SOURCE RECORDS
※

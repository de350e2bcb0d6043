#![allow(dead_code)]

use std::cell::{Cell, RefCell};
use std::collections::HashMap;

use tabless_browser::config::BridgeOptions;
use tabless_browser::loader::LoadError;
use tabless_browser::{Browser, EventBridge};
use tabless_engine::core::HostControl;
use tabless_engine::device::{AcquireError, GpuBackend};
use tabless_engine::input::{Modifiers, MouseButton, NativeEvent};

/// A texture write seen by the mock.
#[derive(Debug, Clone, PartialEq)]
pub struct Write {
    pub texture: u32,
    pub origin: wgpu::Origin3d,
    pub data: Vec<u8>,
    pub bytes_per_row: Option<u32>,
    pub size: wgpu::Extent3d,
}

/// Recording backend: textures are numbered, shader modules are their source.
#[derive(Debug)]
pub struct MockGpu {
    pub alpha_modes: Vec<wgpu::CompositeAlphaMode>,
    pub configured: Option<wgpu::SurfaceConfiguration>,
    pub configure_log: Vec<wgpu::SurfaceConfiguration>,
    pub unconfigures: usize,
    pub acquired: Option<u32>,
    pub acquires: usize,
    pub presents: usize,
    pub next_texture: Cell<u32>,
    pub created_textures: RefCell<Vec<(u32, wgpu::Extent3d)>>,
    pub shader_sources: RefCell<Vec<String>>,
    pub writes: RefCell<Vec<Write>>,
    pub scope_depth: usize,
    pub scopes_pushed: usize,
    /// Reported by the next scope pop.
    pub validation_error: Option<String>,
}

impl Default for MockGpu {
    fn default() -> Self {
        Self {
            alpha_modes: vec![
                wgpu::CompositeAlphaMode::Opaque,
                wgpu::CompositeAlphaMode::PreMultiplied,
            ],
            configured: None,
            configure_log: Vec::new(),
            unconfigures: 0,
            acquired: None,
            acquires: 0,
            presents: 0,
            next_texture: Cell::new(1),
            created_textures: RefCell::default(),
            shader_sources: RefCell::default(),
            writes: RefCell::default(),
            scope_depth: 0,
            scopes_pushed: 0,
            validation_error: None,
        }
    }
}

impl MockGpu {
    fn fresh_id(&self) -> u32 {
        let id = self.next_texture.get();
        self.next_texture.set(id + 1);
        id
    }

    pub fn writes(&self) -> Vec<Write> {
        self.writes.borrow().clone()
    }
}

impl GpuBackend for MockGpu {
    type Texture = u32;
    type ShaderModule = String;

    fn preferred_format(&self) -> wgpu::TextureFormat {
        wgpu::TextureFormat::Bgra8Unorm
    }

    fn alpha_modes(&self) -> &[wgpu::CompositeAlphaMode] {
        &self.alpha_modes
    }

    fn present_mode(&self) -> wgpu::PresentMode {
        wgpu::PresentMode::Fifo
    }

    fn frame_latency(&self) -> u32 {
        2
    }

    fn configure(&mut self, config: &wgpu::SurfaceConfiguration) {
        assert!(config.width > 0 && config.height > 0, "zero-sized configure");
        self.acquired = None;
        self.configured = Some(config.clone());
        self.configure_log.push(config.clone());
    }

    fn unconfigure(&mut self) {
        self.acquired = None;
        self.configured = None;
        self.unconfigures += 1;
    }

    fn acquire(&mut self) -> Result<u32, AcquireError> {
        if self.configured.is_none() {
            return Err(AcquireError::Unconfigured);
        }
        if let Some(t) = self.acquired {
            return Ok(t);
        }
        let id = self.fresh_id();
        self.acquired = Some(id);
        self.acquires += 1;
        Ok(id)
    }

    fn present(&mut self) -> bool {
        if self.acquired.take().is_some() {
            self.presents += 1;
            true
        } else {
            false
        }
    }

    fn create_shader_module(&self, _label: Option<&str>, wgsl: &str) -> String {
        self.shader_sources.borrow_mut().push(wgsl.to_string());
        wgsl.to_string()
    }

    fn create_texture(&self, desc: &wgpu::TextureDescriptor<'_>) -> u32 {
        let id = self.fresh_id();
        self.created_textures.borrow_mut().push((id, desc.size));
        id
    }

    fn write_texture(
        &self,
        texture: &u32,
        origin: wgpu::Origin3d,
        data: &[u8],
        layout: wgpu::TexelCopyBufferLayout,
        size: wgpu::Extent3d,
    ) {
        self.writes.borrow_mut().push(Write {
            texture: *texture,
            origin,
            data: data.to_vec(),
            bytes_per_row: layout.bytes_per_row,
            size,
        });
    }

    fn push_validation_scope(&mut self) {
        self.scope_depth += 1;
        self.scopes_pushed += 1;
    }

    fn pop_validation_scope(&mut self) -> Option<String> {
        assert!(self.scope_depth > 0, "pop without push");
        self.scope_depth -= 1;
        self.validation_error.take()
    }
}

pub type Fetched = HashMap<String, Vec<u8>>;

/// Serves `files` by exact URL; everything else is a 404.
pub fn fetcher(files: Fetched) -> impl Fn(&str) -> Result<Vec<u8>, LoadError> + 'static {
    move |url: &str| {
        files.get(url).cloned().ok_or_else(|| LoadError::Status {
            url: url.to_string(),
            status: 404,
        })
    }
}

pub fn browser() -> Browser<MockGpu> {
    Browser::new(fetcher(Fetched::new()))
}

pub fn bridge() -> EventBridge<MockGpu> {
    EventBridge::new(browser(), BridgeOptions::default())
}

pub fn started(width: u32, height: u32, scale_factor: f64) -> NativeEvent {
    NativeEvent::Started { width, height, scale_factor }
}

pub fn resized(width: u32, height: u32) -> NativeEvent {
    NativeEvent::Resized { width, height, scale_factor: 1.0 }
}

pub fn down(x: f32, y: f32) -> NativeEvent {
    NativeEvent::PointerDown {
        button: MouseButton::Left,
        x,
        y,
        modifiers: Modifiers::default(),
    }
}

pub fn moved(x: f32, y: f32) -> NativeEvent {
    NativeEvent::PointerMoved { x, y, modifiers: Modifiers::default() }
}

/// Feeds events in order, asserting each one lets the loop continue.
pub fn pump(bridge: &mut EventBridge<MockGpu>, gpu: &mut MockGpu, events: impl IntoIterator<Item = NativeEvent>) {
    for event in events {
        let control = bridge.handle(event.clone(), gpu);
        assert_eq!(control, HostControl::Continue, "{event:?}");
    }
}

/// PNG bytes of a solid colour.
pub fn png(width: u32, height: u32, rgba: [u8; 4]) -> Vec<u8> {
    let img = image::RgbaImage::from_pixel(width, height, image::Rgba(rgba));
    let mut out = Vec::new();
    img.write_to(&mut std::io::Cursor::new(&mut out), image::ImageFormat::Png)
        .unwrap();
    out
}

※

ASSIGNED TASK
The answer is the lines above between the line holding "self.validation_error.take()" and the line holding "let mut out = Vec::new();", inclusive, each written out exactly, and no others.

EXERCISE OUTPUT
        self.validation_error.take()
    }
}

pub type Fetched = HashMap<String, Vec<u8>>;

/// Serves `files` by exact URL; everything else is a 404.
pub fn fetcher(files: Fetched) -> impl Fn(&str) -> Result<Vec<u8>, LoadError> + 'static {
    move |url: &str| {
        files.get(url).cloned().ok_or_else(|| LoadError::Status {
            url: url.to_string(),
            status: 404,
        })
    }
}

pub fn browser() -> Browser<MockGpu> {
    Browser::new(fetcher(Fetched::new()))
}

pub fn bridge() -> EventBridge<MockGpu> {
    EventBridge::new(browser(), BridgeOptions::default())
}

pub fn started(width: u32, height: u32, scale_factor: f64) -> NativeEvent {
    NativeEvent::Started { width, height, scale_factor }
}

pub fn resized(width: u32, height: u32) -> NativeEvent {
    NativeEvent::Resized { width, height, scale_factor: 1.0 }
}

pub fn down(x: f32, y: f32) -> NativeEvent {
    NativeEvent::PointerDown {
        button: MouseButton::Left,
        x,
        y,
        modifiers: Modifiers::default(),
    }
}

pub fn moved(x: f32, y: f32) -> NativeEvent {
    NativeEvent::PointerMoved { x, y, modifiers: Modifiers::default() }
}

/// Feeds events in order, asserting each one lets the loop continue.
pub fn pump(bridge: &mut EventBridge<MockGpu>, gpu: &mut MockGpu, events: impl IntoIterator<Item = NativeEvent>) {
    for event in events {
        let control = bridge.handle(event.clone(), gpu);
        assert_eq!(control, HostControl::Continue, "{event:?}");
    }
}

/// PNG bytes of a solid colour.
pub fn png(width: u32, height: u32, rgba: [u8; 4]) -> Vec<u8> {
    let img = image::RgbaImage::from_pixel(width, height, image::Rgba(rgba));
    let mut out = Vec::new();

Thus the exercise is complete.